Prerequisite: 36-401 Min. grade C

Course Website: http://www.stat.cmu.edu/academics/courselist

- 36-464 Special Topics: Applied Multivariate Methods
- Intermittent: 9 units

This course is an introduction to applied multivariate methods. Topics include a discussion of the multivariate normal distribution, the multivariate linear model, repeated measures designs and analysis, principle component and factor analysis. Emphasis is on the application and interpretation of these methods in practice. Students will use at least one statistical package. Prerequisites: 36-401 (C or better).

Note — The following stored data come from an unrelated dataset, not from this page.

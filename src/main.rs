use actix_session::{SessionMiddleware, storage::CookieSessionStore};
use actix_web::{App, HttpServer, cookie::Key, middleware, web};

use agm::backend::PgBackend;
use agm::bus::Bus;
use agm::config::Config;
use agm::models::storage::FileStore;
use agm::{db, handlers};

#[actix_web::main]
async fn main() -> std::io::Result<()> {
    dotenvy::dotenv().ok();
    env_logger::init();

    let config = Config::from_env().map_err(std::io::Error::other)?;

    std::fs::create_dir_all(&config.upload_dir)?;

    let pool = db::init_pool(&config.database_url)
        .await
        .map_err(std::io::Error::other)?;
    db::run_migrations(&pool).await.map_err(std::io::Error::other)?;

    let bus = Bus::new(config.presence_ttl);
    let files = FileStore::new(&config.upload_dir, &config.public_base_url);
    let backend = PgBackend::new(pool, bus, files);

    let secret_key = match &config.session_key {
        Some(key) => Key::from(key.as_bytes()),
        None => Key::generate(),
    };

    let upload_dir = config.upload_dir.clone();
    log::info!("Starting server at http://{}", config.bind_addr);

    HttpServer::new(move || {
        let session_mw = SessionMiddleware::builder(CookieSessionStore::default(), secret_key.clone())
            .cookie_secure(false)
            .cookie_http_only(true)
            .build();

        App::new()
            .wrap(session_mw)
            .wrap(middleware::Logger::default())
            .app_data(web::Data::new(backend.clone()))
            .service(actix_files::Files::new("/files", upload_dir.clone()))
            .configure(handlers::configure::<PgBackend>)
    })
    .bind(&config.bind_addr)?
    .run()
    .await
}
use chrono::{DateTime, Utc};
use serde::{Deserialize, Deserializer, Serialize};
use sqlx::types::Json;

use crate::tally::MeetingStats;

pub type AgendaId = i64;

/// Voting rule of an agenda item. `general` and `special` are accepted as aliases.
#[derive(Debug, Clone, Copy, PartialEq, Eq, Hash, Serialize, Deserialize)]
pub enum ItemKind {
    #[serde(rename = "majority", alias = "general")]
    Majority,
    #[serde(rename = "twoThirds", alias = "special")]
    TwoThirds,
    #[serde(rename = "election")]
    Election,
}

impl ItemKind {
    pub fn as_str(&self) -> &'static str {
        match self {
            ItemKind::Majority => "majority",
            ItemKind::TwoThirds => "twoThirds",
            ItemKind::Election => "election",
        }
    }

    pub fn parse(s: &str) -> Option<Self> {
        match s {
            "majority" | "general" => Some(ItemKind::Majority),
            "twoThirds" | "special" => Some(ItemKind::TwoThirds),
            "election" => Some(ItemKind::Election),
            _ => None,
        }
    }
}

#[derive(Debug, Clone, Copy, Default, PartialEq, Eq, Hash, Serialize, Deserialize)]
pub struct VoteCounts {
    pub yes: u32,
    pub no: u32,
    pub abstain: u32,
}

/// Largest count or page number the `INTEGER` columns can hold.
pub const MAX_STORED_VALUE: u32 = i32::MAX as u32;

fn check_stored(field: &str, value: u64) -> Result<(), String> {
    if value > u64::from(MAX_STORED_VALUE) {
        return Err(format!("{field} {value} exceeds the limit of {MAX_STORED_VALUE}"));
    }
    Ok(())
}

impl VoteCounts {
    pub fn new(yes: u32, no: u32, abstain: u32) -> Self {
        VoteCounts { yes, no, abstain }
    }

    /// Each counter and their sum must fit a stored column.
    pub fn validate(&self) -> Result<(), String> {
        check_stored("yes votes", self.yes.into())?;
        check_stored("no votes", self.no.into())?;
        check_stored("abstentions", self.abstain.into())?;
        check_stored(
            "total votes",
            u64::from(self.yes) + u64::from(self.no) + u64::from(self.abstain),
        )
    }

    pub fn sum(&self) -> u32 {
        self.yes + self.no + self.abstain
    }
}

#[derive(Debug, Clone, Copy, PartialEq, Eq, Hash, Serialize, Deserialize)]
#[serde(rename_all = "UPPERCASE")]
pub enum VoteResult {
    Passed,
    Failed,
}

impl VoteResult {
    pub fn from_passed(passed: bool) -> Self {
        if passed { VoteResult::Passed } else { VoteResult::Failed }
    }

    pub fn is_passed(&self) -> bool {
        matches!(self, VoteResult::Passed)
    }
}

/// Frozen copy of a published decision. Never mutated; replaced only by
/// clearing it and confirming again.
#[derive(Debug, Clone, PartialEq, Serialize, Deserialize)]
pub struct VoteSnapshot {
    pub stats: MeetingStats,
    pub votes: VoteCounts,
    pub declaration: String,
    pub result: VoteResult,
    pub timestamp: DateTime<Utc>,
}

/// A meeting/session header. Owns every item that follows it in list order
/// up to the next folder.
#[derive(Debug, Clone, PartialEq, Serialize, Deserialize)]
pub struct Folder {
    pub id: AgendaId,
    pub order_index: i32,
    pub title: String,
    /// Master presentation for the whole session.
    pub presentation_url: Option<String>,
}

#[derive(Debug, Clone, PartialEq, Serialize, Deserialize)]
pub struct Item {
    pub id: AgendaId,
    pub order_index: i32,
    /// Owning folder, assigned whenever the list order changes.
    pub meeting_id: Option<AgendaId>,
    pub kind: ItemKind,
    pub title: String,
    pub presentation_url: Option<String>,
    pub start_page: Option<u32>,
    pub votes: VoteCounts,
    pub declaration: Option<String>,
    pub vote_snapshot: Option<VoteSnapshot>,
}

impl Item {
    pub fn is_confirmed(&self) -> bool {
        self.vote_snapshot.is_some()
    }
}

#[derive(Debug, Clone, PartialEq, Serialize, Deserialize)]
#[serde(tag = "type", rename_all = "lowercase")]
pub enum Agenda {
    Folder(Folder),
    Item(Item),
}

impl Agenda {
    pub fn id(&self) -> AgendaId {
        match self {
            Agenda::Folder(f) => f.id,
            Agenda::Item(i) => i.id,
        }
    }

    pub fn order_index(&self) -> i32 {
        match self {
            Agenda::Folder(f) => f.order_index,
            Agenda::Item(i) => i.order_index,
        }
    }

    pub fn set_order_index(&mut self, order_index: i32) {
        match self {
            Agenda::Folder(f) => f.order_index = order_index,
            Agenda::Item(i) => i.order_index = order_index,
        }
    }

    pub fn title(&self) -> &str {
        match self {
            Agenda::Folder(f) => &f.title,
            Agenda::Item(i) => &i.title,
        }
    }

    pub fn is_folder(&self) -> bool {
        matches!(self, Agenda::Folder(_))
    }

    pub fn as_item(&self) -> Option<&Item> {
        match self {
            Agenda::Item(i) => Some(i),
            Agenda::Folder(_) => None,
        }
    }

    pub fn as_item_mut(&mut self) -> Option<&mut Item> {
        match self {
            Agenda::Item(i) => Some(i),
            Agenda::Folder(_) => None,
        }
    }
}

/// Insert payload.
#[derive(Debug, Clone, PartialEq, Serialize, Deserialize)]
#[serde(tag = "type", rename_all = "lowercase")]
pub enum NewAgenda {
    Folder {
        title: String,
        #[serde(default)]
        presentation_url: Option<String>,
    },
    Item {
        kind: ItemKind,
        title: String,
        #[serde(default)]
        presentation_url: Option<String>,
        #[serde(default)]
        start_page: Option<u32>,
    },
}

impl NewAgenda {
    pub fn title(&self) -> &str {
        match self {
            NewAgenda::Folder { title, .. } | NewAgenda::Item { title, .. } => title,
        }
    }

    pub fn validate(&self) -> Result<(), String> {
        match self {
            NewAgenda::Item { start_page: Some(page), .. } => check_stored("start page", (*page).into()),
            _ => Ok(()),
        }
    }

    /// Build the stored agenda with the given id and position.
    pub fn into_agenda(self, id: AgendaId, order_index: i32) -> Agenda {
        match self {
            NewAgenda::Folder { title, presentation_url } => Agenda::Folder(Folder {
                id,
                order_index,
                title,
                presentation_url,
            }),
            NewAgenda::Item { kind, title, presentation_url, start_page } => Agenda::Item(Item {
                id,
                order_index,
                meeting_id: None,
                kind,
                title,
                presentation_url,
                start_page,
                votes: VoteCounts::default(),
                declaration: None,
                vote_snapshot: None,
            }),
        }
    }
}

/// Distinguishes an absent field (`None`) from an explicit `null` (`Some(None)`).
fn double_option<'de, T, D>(de: D) -> Result<Option<Option<T>>, D::Error>
where
    T: Deserialize<'de>,
    D: Deserializer<'de>,
{
    Deserialize::deserialize(de).map(Some)
}

/// Partial update. Only the fields present are written, so two consoles
/// editing different fields of the same agenda do not clobber each other.
#[derive(Debug, Clone, Default, PartialEq, Serialize, Deserialize)]
pub struct AgendaPatch {
    #[serde(default)]
    pub title: Option<String>,
    #[serde(default)]
    pub order_index: Option<i32>,
    #[serde(default, deserialize_with = "double_option")]
    pub presentation_url: Option<Option<String>>,
    #[serde(default)]
    pub kind: Option<ItemKind>,
    #[serde(default, deserialize_with = "double_option")]
    pub start_page: Option<Option<u32>>,
    #[serde(default)]
    pub votes: Option<VoteCounts>,
    #[serde(default, deserialize_with = "double_option")]
    pub declaration: Option<Option<String>>,
    #[serde(default, deserialize_with = "double_option")]
    pub vote_snapshot: Option<Option<VoteSnapshot>>,
}

impl AgendaPatch {
    pub fn is_empty(&self) -> bool {
        *self == AgendaPatch::default()
    }

    pub fn touches_item_fields(&self) -> bool {
        self.kind.is_some()
            || self.start_page.is_some()
            || self.votes.is_some()
            || self.declaration.is_some()
            || self.vote_snapshot.is_some()
    }

    pub fn validate(&self) -> Result<(), String> {
        if let Some(Some(page)) = self.start_page {
            check_stored("start page", page.into())?;
        }
        if let Some(votes) = &self.votes {
            votes.validate()?;
        }
        Ok(())
    }

    /// Apply to an in-memory agenda. Item-only fields on a folder are
    /// rejected, as are values too large to store.
    pub fn apply(&self, agenda: &mut Agenda) -> Result<(), String> {
        if agenda.is_folder() && self.touches_item_fields() {
            return Err(format!("agenda {} is a meeting folder and has no vote fields", agenda.id()));
        }
        self.validate()?;
        if let Some(order_index) = self.order_index {
            agenda.set_order_index(order_index);
        }
        match agenda {
            Agenda::Folder(f) => {
                if let Some(title) = &self.title {
                    f.title = title.clone();
                }
                if let Some(url) = &self.presentation_url {
                    f.presentation_url = url.clone();
                }
            }
            Agenda::Item(i) => {
                if let Some(title) = &self.title {
                    i.title = title.clone();
                }
                if let Some(url) = &self.presentation_url {
                    i.presentation_url = url.clone();
                }
                if let Some(kind) = self.kind {
                    i.kind = kind;
                }
                if let Some(page) = self.start_page {
                    i.start_page = page;
                }
                if let Some(votes) = self.votes {
                    i.votes = votes;
                }
                if let Some(declaration) = &self.declaration {
                    i.declaration = declaration.clone();
                }
                if let Some(snapshot) = &self.vote_snapshot {
                    i.vote_snapshot = snapshot.clone();
                }
            }
        }
        Ok(())
    }
}

/// Raw `agendas` row. `kind` is `folder` or one of the item kinds.
#[derive(Debug, sqlx::FromRow)]
pub(crate) struct AgendaRow {
    pub id: AgendaId,
    pub order_index: i32,
    pub kind: String,
    pub title: String,
    pub presentation_url: Option<String>,
    pub start_page: Option<i32>,
    pub meeting_id: Option<AgendaId>,
    pub votes_yes: i32,
    pub votes_no: i32,
    pub votes_abstain: i32,
    pub declaration: Option<String>,
    pub vote_snapshot: Option<Json<VoteSnapshot>>,
}

fn non_negative(v: i32) -> u32 {
    u32::try_from(v).unwrap_or(0)
}

impl TryFrom<AgendaRow> for Agenda {
    type Error = sqlx::Error;

    fn try_from(row: AgendaRow) -> Result<Self, Self::Error> {
        if row.kind == "folder" {
            return Ok(Agenda::Folder(Folder {
                id: row.id,
                order_index: row.order_index,
                title: row.title,
                presentation_url: row.presentation_url,
            }));
        }
        let kind = ItemKind::parse(&row.kind)
            .ok_or_else(|| sqlx::Error::Protocol(format!("unknown agenda type '{}'", row.kind)))?;
        Ok(Agenda::Item(Item {
            id: row.id,
            order_index: row.order_index,
            meeting_id: row.meeting_id,
            kind,
            title: row.title,
            presentation_url: row.presentation_url,
            start_page: row.start_page.map(non_negative),
            votes: VoteCounts::new(
                non_negative(row.votes_yes),
                non_negative(row.votes_no),
                non_negative(row.votes_abstain),
            ),
            declaration: row.declaration,
            vote_snapshot: row.vote_snapshot.map(|j| j.0),
        }))
    }
}
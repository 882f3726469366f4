pub mod agenda;
pub mod attendance;
pub mod member;
pub mod settings;
pub mod storage;
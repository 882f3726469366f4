use serde::Serialize;

use crate::models::agenda::{Agenda, AgendaId};
use crate::tally::resolve_meeting_context;

/// Document and page to open for an agenda.
#[derive(Debug, Clone, PartialEq, Eq, Serialize)]
pub struct PresentationTarget {
    pub url: String,
    pub page: u32,
}

/// An item's own deck wins; otherwise the meeting's master deck is opened at
/// the item's start page. Pages are 1-based.
pub fn resolve_presentation(agendas: &[Agenda], agenda_id: AgendaId) -> Option<PresentationTarget> {
    let agenda = agendas.iter().find(|a| a.id() == agenda_id)?;
    match agenda {
        Agenda::Folder(f) => f.presentation_url.clone().map(|url| PresentationTarget { url, page: 1 }),
        Agenda::Item(i) => {
            let page = i.start_page.unwrap_or(1).max(1);
            if let Some(url) = &i.presentation_url {
                return Some(PresentationTarget { url: url.clone(), page });
            }
            let meeting_id = i.meeting_id.or_else(|| resolve_meeting_context(agendas, i.id))?;
            agendas
                .iter()
                .find_map(|a| match a {
                    Agenda::Folder(f) if f.id == meeting_id => f.presentation_url.clone(),
                    _ => None,
                })
                .map(|url| PresentationTarget { url, page })
        }
    }
}
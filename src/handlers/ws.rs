use actix_session::Session;
use actix_web::{HttpRequest, HttpResponse, web};
use actix_ws::Message;
use serde::Deserialize;
use std::time::Instant;

use crate::backend::Backend;
use crate::bus::{Bus, events, generate_presence_key};

use super::session::get_role;

/// Frames a browser may send. Everything else travels over HTTP.
#[derive(Deserialize)]
#[serde(tag = "event", rename_all = "snake_case")]
enum ClientFrame {
    Heartbeat,
}

fn announce_presence(bus: &Bus, channel: &str) {
    let members = bus.presence().members(channel, Instant::now());
    bus.publish(channel, events::PRESENCE, serde_json::json!({ "members": members }));
}

/// WebSocket bridge onto the bus.
///
/// Forwards every message on `channel` to the browser and tracks the
/// connection in the channel's presence set until it closes.
pub async fn ws_connect<B: Backend>(
    req: HttpRequest,
    body: web::Payload,
    session: Session,
    backend: web::Data<B>,
    path: web::Path<String>,
) -> Result<HttpResponse, actix_web::Error> {
    let role = match get_role(&session) {
        Some(role) => role,
        None => return Ok(HttpResponse::Unauthorized().finish()),
    };
    let channel = path.into_inner();

    let (response, mut ws_session, mut msg_stream) = actix_ws::handle(&req, body)?;

    let bus = backend.bus().clone();
    let mut rx = bus.subscribe(&channel);
    let key = generate_presence_key();
    bus.presence().join(&channel, &key, role.as_str(), Instant::now());
    log::info!("{role} surface joined channel '{channel}'");
    announce_presence(&bus, &channel);

    actix_web::rt::spawn(async move {
        loop {
            tokio::select! {
                Some(msg) = rx.recv() => {
                    let text = match serde_json::to_string(&msg) {
                        Ok(t) => t,
                        Err(_) => continue,
                    };
                    if ws_session.text(text).await.is_err() {
                        break;
                    }
                }
                Some(Ok(msg)) = msg_stream.recv() => {
                    match msg {
                        Message::Ping(bytes) => {
                            if ws_session.pong(&bytes).await.is_err() {
                                break;
                            }
                        }
                        Message::Close(_) => break,
                        Message::Text(text) => match serde_json::from_str::<ClientFrame>(&text) {
                            Ok(ClientFrame::Heartbeat) => {
                                let now = Instant::now();
                                if !bus.presence().heartbeat(&channel, &key, now) {
                                    // Left already; register again.
                                    bus.presence().join(&channel, &key, role.as_str(), now);
                                    announce_presence(&bus, &channel);
                                }
                            }
                            Err(e) => log::debug!("Ignoring frame on '{channel}': {e}"),
                        },
                        _ => {}
                    }
                }
                else => break,
            }
        }

        bus.presence().leave(&channel, &key);
        log::info!("{role} surface left channel '{channel}'");
        announce_presence(&bus, &channel);
        let _ = ws_session.close(None).await;
    });

    Ok(response)
}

Prerequisite: 36-401 Min. grade C

Course Website: http://www.stat.cmu.edu/academics/courselist

- 36-468 Special Topics
- Intermittent: 9 units

TDB

- 36-490 Undergraduate Research
- Spring: 9 units

This course is designed to give undergraduate students experience using statistics in real research problems. Small groups of students will be matched with clients and do supervised research for a semester. Students will gain skills in approaching a research problem, critical thinking, statistical analysis, scientific writing, and conveying and defending their results to an audience. Eligible students will receive information about the application processes for this course early in the fall.

Prerequisite: 36-401

Course Website: http://www.stat.cmu.edu/academics/courselist

- 36-492 Topic Detection and Document Clustering
- Intermittent: 6 units

Imagine if someone read all your email. Everything you sent, everything you received. What would they find? Do you have repeating topics? How do the topics change over time? The Enron Corporation was an energy, commodities, and services company in Houston, Texas that went spectacularly bankrupt in 2001 after it was revealed that it was engaging in systematic, planned accounting fraud. At its peak, it employed over 20,000 people with revenues over $100 billion. Its downfall was related to deregulation of California's energy commodity trading and a series of rolling power blackouts over months. For example, Enron traders encouraged the removal of power during the energy crisis by suggesting plant shutdowns. The resulting increase in the price for power made them a fortune. After Enron's collapse, journalists used the Freedom of Information Act to release the emails sent/received by the employees of Enron. Subsequently, the emails were analyzed to see who knew what and when. Every news article, email, letter, blog, tweet, etc can be thought of as an observation. We characterize these documents by their length, what words they use and how often, and possibly extra information like the time, the recipient, etc. Topic detection and document clustering methods are statistical and machine learning tools that extract and identify related documents, possibly over time. These methods need to be flexible enough to handle both very small and very large clusters of documents, topics that change in importance, and topics that appear and disappear. This class will emphasize application of methods and real-world data analysis. Class time will be split into lecture and "lab". (Bring your laptop.) Occasional homeworks and final project, but mostly we'll focus on the downfall of Enron as our overarching case study.

Prerequisite: 36-401

- 36-494 Astrostatistics
- Intermittent: 6 units

Since a young age, many of us have pondered the vastness and beauty of the Universe as we gazed up at the night sky. Planets, moons, stars, galaxies, and beyond have fascinated humanity for centuries. It turns out it also provides a plethora of interesting and complex statistical problems. In this course, problems in astronomy, cosmology, and astrophysics are going provide motivation for learning about some advanced statistical methodology. Possible topics include computational statistics, topological data analysis, nonparametric regression, spatial statistics, and statistical learning. While exploring newer statistical methodology, we will get to sample a variety of problems that appeal to astrostatisticians Statistical problems related to exoplanets (planets orbiting stars outside our Solar System), the large-scale structure of the Universe (the "Cosmic Web''), dark matter (over 80% of the matter in the Universe is thought to be invisible), Type Ia supernova (a dying star eats its companion star until explodes), cosmic microwave background (a.k.a. "baby pictures of the Universe'') are some possibilities. This course will be suitable for advanced undergraduate statistics majors through Ph.D. level statistics students, and astronomy Ph.D. students with some background in statistics.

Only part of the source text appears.